Here's an event some of might want to check out. "Catholicism for New Millennium will sponsor its next talk on Monday evening, February 2, from 7:30-9:00 in the Globe Room at Cataldo. Dean Brackley SJ will be speaking on his recent book "The Call to Discernment in Troubled Times: New Perspectives on the Transformative Wisdom of Ignatius of Loyola." Dean Brackley is Professor of Theology and Ethics at the University of Central America (UCA) in El Salvador. When the Jesuits at UCA were martyred by the army in 1989 the leader of the Jesuits sent out a call for volunteers to replace them. Dean Brackley was one of the many who made themselves available, and was selected to be sent to UCA for this work. he has written extensively on Jesuit spirituality and on the Jesuit mission in higher education. He also serves on the board of trustees at our brother Jesuit school, The University of San Francisco."
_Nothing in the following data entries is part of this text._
//! In-network computing: collective admission, queueing, and reduction.
//!
//! Reachable two ways: packets diverted here by the switch fabric (the
//! generic forwarding path every collective-bearing packet can take), and
//! [`IncProcessor::submit`], a direct entry point a caller can use to
//! exercise the processor without routing a packet through the whole
//! fabric first. The bundled workload generator never calls either path
//! for its own collective traffic — see [`crate::workload`].

use std::collections::VecDeque;

use uet_common::config::IncConfig;
use uet_common::packet::{CollectiveType, Packet};
use uet_common::signals::SignalRegistry;
use uet_common::time::Tick;

use crate::scheduler::{Actor, Scheduler, TimerKind};

struct Operation {
    packet: Packet,
    start: Tick,
}

pub struct IncProcessor {
    actor: Actor,
    fabric: Actor,
    cfg: IncConfig,
    queue: VecDeque<Operation>,
    buffered_bytes: usize,
    active_ops: u32,
    timer_armed: bool,
}

impl IncProcessor {
    pub fn new(actor: Actor, fabric: Actor, cfg: IncConfig) -> Self {
        IncProcessor { actor, fabric, cfg, queue: VecDeque::new(), buffered_bytes: 0, active_ops: 0, timer_armed: false }
    }

    /// Admits (or rejects) an INC request. This is the single admission
    /// path, whether the packet arrived via the fabric or via a direct
    /// [`IncProcessor::submit`] call.
    pub fn submit(&mut self, pkt: Packet, now: Tick, sched: &mut Scheduler, signals: &mut SignalRegistry) {
        if !self.cfg.enabled {
            signals.incr("inc.operationsDropped", 1);
            return;
        }
        let admitted = self.active_ops < self.cfg.max_concurrent_operations
            && self.buffered_bytes + pkt.byte_len <= self.cfg.buffer_size;
        if !admitted {
            tracing::debug!(active_ops = self.active_ops, buffered_bytes = self.buffered_bytes, "INC admission rejected");
            signals.incr("inc.operationsDropped", 1);
            return;
        }
        self.buffered_bytes += pkt.byte_len;
        self.queue.push_back(Operation { packet: pkt, start: now });
        if !self.timer_armed {
            self.arm(now, sched);
        }
    }

    fn arm(&mut self, now: Tick, sched: &mut Scheduler) {
        self.timer_armed = true;
        let latency = uet_common::time::secs_to_ticks(self.cfg.processing_latency_secs);
        sched.arm_timer(now + latency, self.actor, TimerKind::IncProcessing);
    }

    /// The processing timer fires: dequeue the head, produce (or fail to
    /// produce) a result, and rearm while work remains and concurrency
    /// allows it.
    pub fn on_processing_timer(&mut self, now: Tick, sched: &mut Scheduler, signals: &mut SignalRegistry) {
        self.timer_armed = false;
        let Some(op) = self.queue.pop_front() else {
            return;
        };
        self.active_ops += 1;
        self.buffered_bytes = self.buffered_bytes.saturating_sub(op.packet.byte_len);

        match transform_size(&op.packet) {
            Some(result_len) => {
                if let Some(result) = op.packet.make_inc_result(result_len, now) {
                    sched.schedule_packet(now, self.fabric, result);
                    signals.incr("inc.operationsProcessed", 1);
                    signals.observe("inc.latency", uet_common::time::ticks_to_secs(now - op.start), now);
                }
            }
            None => {
                tracing::warn!("INC packet with no collective fields reached processing, dropping");
                signals.incr("inc.operationsDropped", 1);
            }
        }

        self.active_ops -= 1;
        signals.observe("inc.bufferUtilization", self.buffered_bytes as f64 / self.cfg.buffer_size.max(1) as f64, now);

        if !self.queue.is_empty() && self.active_ops < self.cfg.max_concurrent_operations {
            self.arm(now, sched);
        }
    }
}

/// Collective-specific size transform (§4.6). Returns `None` for an
/// unrecognised collective, which is a processing failure, not an
/// admission failure.
fn transform_size(pkt: &Packet) -> Option<usize> {
    let inc = pkt.inc?;
    let participants = inc.participant_count.max(1) as usize;
    Some(match inc.collective {
        CollectiveType::AllReduce => pkt.byte_len,
        CollectiveType::AllGather => pkt.byte_len * participants,
        CollectiveType::Broadcast => pkt.byte_len,
        CollectiveType::ReduceScatter => pkt.byte_len / participants,
    })
}
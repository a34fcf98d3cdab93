use std::sync::atomic::{AtomicBool, Ordering};
use std::sync::{Arc, Mutex};

use tokio::sync::mpsc;
use webrtc::api::interceptor_registry::register_default_interceptors;
use webrtc::api::media_engine::MediaEngine;
use webrtc::api::APIBuilder;
use webrtc::data_channel::data_channel_message::DataChannelMessage;
use webrtc::data_channel::RTCDataChannel;
use webrtc::ice_transport::ice_candidate::RTCIceCandidate;
use webrtc::interceptor::registry::Registry;
use webrtc::peer_connection::configuration::RTCConfiguration;
use webrtc::peer_connection::peer_connection_state::RTCPeerConnectionState;
use webrtc::peer_connection::RTCPeerConnection;

use crate::config::IceConfig;
use crate::error::{ChatError, Result};
use crate::signaling::{CandidateDocument, SessionSdp};

/// Everything the transport reports, funneled into one stream so a single
/// coordinating task owns all state transitions.
#[derive(Debug, Clone)]
pub enum PeerEvent {
    TransportState(RTCPeerConnectionState),
    ChannelOpen,
    ChannelClosed,
    ChannelMessage(String),
    LocalCandidate(CandidateDocument),
}

/// Single-owner wrapper around the underlying transport.
///
/// Owns the peer connection and the data channel slot; the Host creates the
/// channel (at most once), the Guest accepts the incoming one (at most once).
/// `close` is idempotent and releases both.
pub struct PeerConnectionManager {
    pc: Arc<RTCPeerConnection>,
    channel: Arc<Mutex<Option<Arc<RTCDataChannel>>>>,
    channel_created: AtomicBool,
    closed: Arc<AtomicBool>,
    // Candidates that arrived before the remote description. `Some` while the
    // description is unset; `set_remote_description` takes the queue under the
    // lock, so nothing can be enqueued after the drain.
    pending_candidates: Mutex<Option<Vec<CandidateDocument>>>,
    events: mpsc::UnboundedSender<PeerEvent>,
}

impl PeerConnectionManager {
    /// Builds the transport with the supplied discovery endpoints and returns
    /// the manager together with its event stream.
    pub async fn new(ice: &IceConfig) -> Result<(Self, mpsc::UnboundedReceiver<PeerEvent>)> {
        let mut media_engine = MediaEngine::default();
        media_engine
            .register_default_codecs()
            .map_err(|e| ChatError::webrtc_api(e.to_string()))?;

        let mut registry = Registry::new();
        registry = register_default_interceptors(registry, &mut media_engine)
            .map_err(|e| ChatError::webrtc_api(e.to_string()))?;

        let api = APIBuilder::new()
            .with_media_engine(media_engine)
            .with_interceptor_registry(registry)
            .build();

        let config = RTCConfiguration {
            ice_servers: ice.ice_servers(),
            ..Default::default()
        };
        let pc = Arc::new(api.new_peer_connection(config).await?);

        let (events, event_rx) = mpsc::unbounded_channel();

        let state_events = events.clone();
        pc.on_peer_connection_state_change(Box::new(move |state: RTCPeerConnectionState| {
            tracing::debug!(?state, "Peer connection state changed");
            let _ = state_events.send(PeerEvent::TransportState(state));
            Box::pin(async {})
        }));

        let candidate_events = events.clone();
        pc.on_ice_candidate(Box::new(move |candidate: Option<RTCIceCandidate>| {
            if let Some(candidate) = candidate {
                match candidate.to_json() {
                    Ok(init) => {
                        let _ = candidate_events
                            .send(PeerEvent::LocalCandidate(CandidateDocument::from_init(init)));
                    }
                    Err(e) => {
                        tracing::warn!(error = %e, "Failed to serialize local candidate");
                    }
                }
            }
            Box::pin(async {})
        }));

        Ok((
            Self {
                pc,
                channel: Arc::new(Mutex::new(None)),
                channel_created: AtomicBool::new(false),
                closed: Arc::new(AtomicBool::new(false)),
                pending_candidates: Mutex::new(Some(Vec::new())),
                events,
            },
            event_rx,
        ))
    }

    /// Host side: creates the data channel. Fails on a second call within the
    /// same session.
    pub async fn create_data_channel(&self, label: &str) -> Result<()> {
        if self.channel_created.swap(true, Ordering::SeqCst) {
            return Err(ChatError::ChannelAlreadyCreated);
        }

        let dc = self.pc.create_data_channel(label, None).await?;
        wire_channel(&self.channel, &self.events, dc);
        Ok(())
    }

    /// Guest side: accepts the Host's incoming data channel. Only the first
    /// incoming channel of a session is accepted.
    pub fn accept_incoming_channel(&self) {
        let slot = self.channel.clone();
        let events = self.events.clone();
        let accepted = Arc::new(AtomicBool::new(false));

        self.pc.on_data_channel(Box::new(move |dc: Arc<RTCDataChannel>| {
            if accepted.swap(true, Ordering::SeqCst) {
                tracing::warn!(label = %dc.label(), "Ignoring additional incoming data channel");
                return Box::pin(async {});
            }
            wire_channel(&slot, &events, dc);
            Box::pin(async {})
        }));
    }

    /// Creates the local offer and applies it as the local description.
    pub async fn create_offer(&self) -> Result<SessionSdp> {
        let offer = self
            .pc
            .create_offer(None)
            .await
            .map_err(|e| ChatError::CreateOfferFailed(e.to_string()))?;
        let sdp = SessionSdp::from_description(&offer);
        self.pc.set_local_description(offer).await?;
        Ok(sdp)
    }

    /// Creates the local answer and applies it as the local description. The
    /// remote offer must have been applied first.
    pub async fn create_answer(&self) -> Result<SessionSdp> {
        let answer = self
            .pc
            .create_answer(None)
            .await
            .map_err(|e| ChatError::CreateAnswerFailed(e.to_string()))?;
        let sdp = SessionSdp::from_description(&answer);
        self.pc.set_local_description(answer).await?;
        Ok(sdp)
    }

    /// Applies the remote description. Idempotent: returns `Ok(false)` without
    /// touching the transport when a remote description is already set, which
    /// guards against duplicate delivery from a room subscription.
    pub async fn set_remote_description(&self, sdp: &SessionSdp) -> Result<bool> {
        if self.pc.remote_description().await.is_some() {
            tracing::debug!("Remote description already set, ignoring duplicate");
            return Ok(false);
        }
        self.pc.set_remote_description(sdp.to_description()?).await?;

        // Taking the queue retires it: from here on candidates go straight to
        // the transport instead of racing against this drain
        let pending = self
            .pending_candidates
            .lock()
            .unwrap()
            .take()
            .unwrap_or_default();
        for candidate in pending {
            if let Err(e) = self.pc.add_ice_candidate(candidate.to_init()).await {
                tracing::warn!(error = %e, "Failed to apply queued candidate");
            }
        }
        Ok(true)
    }

    /// Feeds a remote candidate into the transport. Candidates observed
    /// before the remote description are queued and applied with it. Tolerant
    /// of being called after `close`: logs and drops, never errors.
    pub async fn add_remote_candidate(&self, candidate: &CandidateDocument) {
        if self.closed.load(Ordering::SeqCst) {
            tracing::debug!("Dropping remote candidate after close");
            return;
        }
        {
            let mut queued = self.pending_candidates.lock().unwrap();
            if let Some(queue) = queued.as_mut() {
                tracing::debug!("Remote description not set yet, queuing candidate");
                queue.push(candidate.clone());
                return;
            }
        }
        if let Err(e) = self.pc.add_ice_candidate(candidate.to_init()).await {
            tracing::warn!(error = %e, "Failed to add remote candidate");
        }
    }

    /// Sends a serialized chat payload over the data channel.
    pub async fn send_text(&self, payload: String) -> Result<()> {
        let dc = {
            let slot = self.channel.lock().unwrap();
            slot.clone()
        };
        let dc = dc.ok_or(ChatError::ChannelNotReady)?;
        dc.send_text(payload).await?;
        Ok(())
    }

    pub fn connection_state(&self) -> RTCPeerConnectionState {
        self.pc.connection_state()
    }

    /// Releases the data channel and the transport. Safe to call repeatedly.
    pub async fn close(&self) {
        if self.closed.swap(true, Ordering::SeqCst) {
            return;
        }

        let dc = {
            let mut slot = self.channel.lock().unwrap();
            slot.take()
        };
        if let Some(dc) = dc {
            if let Err(e) = dc.close().await {
                tracing::warn!(error = %e, "Error closing data channel");
            }
        }
        if let Err(e) = self.pc.close().await {
            tracing::warn!(error = %e, "Error closing peer connection");
        }
    }
}

fn wire_channel(
    slot: &Arc<Mutex<Option<Arc<RTCDataChannel>>>>,
    events: &mpsc::UnboundedSender<PeerEvent>,
    dc: Arc<RTCDataChannel>,
) {
    let open_events = events.clone();
    dc.on_open(Box::new(move || {
        let _ = open_events.send(PeerEvent::ChannelOpen);
        Box::pin(async {})
    }));

    let close_events = events.clone();
    dc.on_close(Box::new(move || {
        let _ = close_events.send(PeerEvent::ChannelClosed);
        Box::pin(async {})
    }));

    let message_events = events.clone();
    dc.on_message(Box::new(move |msg: DataChannelMessage| {
        let payload = String::from_utf8_lossy(&msg.data).into_owned();
        let _ = message_events.send(PeerEvent::ChannelMessage(payload));
        Box::pin(async {})
    }));

    *slot.lock().unwrap() = Some(dc);
}
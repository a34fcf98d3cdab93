use std::sync::Mutex;
use std::time::{SystemTime, UNIX_EPOCH};

use rand::Rng;
use serde::{Deserialize, Serialize};
use tokio::sync::{broadcast, mpsc, watch};

use super::state::ConnectionStatus;
use crate::error::{ChatError, Result};
use crate::identity::User;

/// Epoch millis from the local clock.
pub(crate) fn now_millis() -> u64 {
    SystemTime::now()
        .duration_since(UNIX_EPOCH)
        .unwrap_or_default()
        .as_millis() as u64
}

/// Chat payload exchanged over the data channel, serialized as
/// `{id, text, senderId, senderName, timestamp}`. Immutable once created.
#[derive(Debug, Clone, PartialEq, Eq, Serialize, Deserialize)]
#[serde(rename_all = "camelCase")]
pub struct ChatMessage {
    pub id: String,
    pub text: String,
    pub sender_id: String,
    pub sender_name: String,
    pub timestamp: u64,
}

impl ChatMessage {
    pub fn new(user: &User, text: impl Into<String>) -> Self {
        let mut rng = rand::thread_rng();
        Self {
            id: format!("{:016x}{:016x}", rng.gen::<u64>(), rng.gen::<u64>()),
            text: text.into(),
            sender_id: user.uid.clone(),
            sender_name: user.sender_name().to_string(),
            timestamp: now_millis(),
        }
    }
}

/// Append-only, locally ordered log of chat messages, fed by local sends and
/// remote receipts. Lives only in process memory.
///
/// Local sends are gated on `Connected` and appended optimistically once the
/// payload is handed to the outbound pump; remote receipts are appended
/// unconditionally. Send and receipt are independent append paths with no
/// deduplication between them.
pub struct MessageBus {
    log: Mutex<Vec<ChatMessage>>,
    updates: broadcast::Sender<ChatMessage>,
    status: watch::Receiver<ConnectionStatus>,
    outbound: mpsc::UnboundedSender<String>,
}

impl MessageBus {
    pub fn new(
        status: watch::Receiver<ConnectionStatus>,
        outbound: mpsc::UnboundedSender<String>,
    ) -> Self {
        let (updates, _) = broadcast::channel(64);
        Self {
            log: Mutex::new(Vec::new()),
            updates,
            status,
            outbound,
        }
    }

    /// Sends a message from the local user. Rejected with `ChannelNotReady`
    /// when the session is not `Connected`: no transmission, no local append.
    pub fn send(&self, user: &User, text: &str) -> Result<ChatMessage> {
        if *self.status.borrow() != ConnectionStatus::Connected {
            return Err(ChatError::ChannelNotReady);
        }

        let message = ChatMessage::new(user, text);
        let payload = serde_json::to_string(&message)?;
        self.outbound
            .send(payload)
            .map_err(|_| ChatError::ChannelNotReady)?;

        self.append(message.clone());
        Ok(message)
    }

    /// Records a payload received from the remote peer.
    pub fn record_remote(&self, payload: &str) -> Result<ChatMessage> {
        let message: ChatMessage = serde_json::from_str(payload)?;
        self.append(message.clone());
        Ok(message)
    }

    pub fn messages(&self) -> Vec<ChatMessage> {
        self.log.lock().unwrap().clone()
    }

    pub fn subscribe(&self) -> broadcast::Receiver<ChatMessage> {
        self.updates.subscribe()
    }

    pub fn clear(&self) {
        self.log.lock().unwrap().clear();
    }

    fn append(&self, message: ChatMessage) {
        self.log.lock().unwrap().push(message.clone());
        let _ = self.updates.send(message);
    }
}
The reading schedule for next week is updated with the two readings I passed out in class. Thanks for checking it.

Finally, please work on your grading schemes. In addition to my regular office hours, M-W 8-11, you can catch me on Thursday afternoons and Fridays.

It would be great to get some feedback on your experience of the course so far. I'm a little concerned about the difficulty of some of the reading. Tell me how things look so far from your perspective.

Alfino

Feb 3: Greek/Hellenistic Wisdom 3

Part A: Baltes & Baltes: Wisdom, its ontogenesis, and as meta-heuristic

First article, "Toward a Psychology of Wisdom and its Ontogenesis" -- two main parts to this article, the first focuses on method and theory, the second on empirical research on our collective concept of wisdom.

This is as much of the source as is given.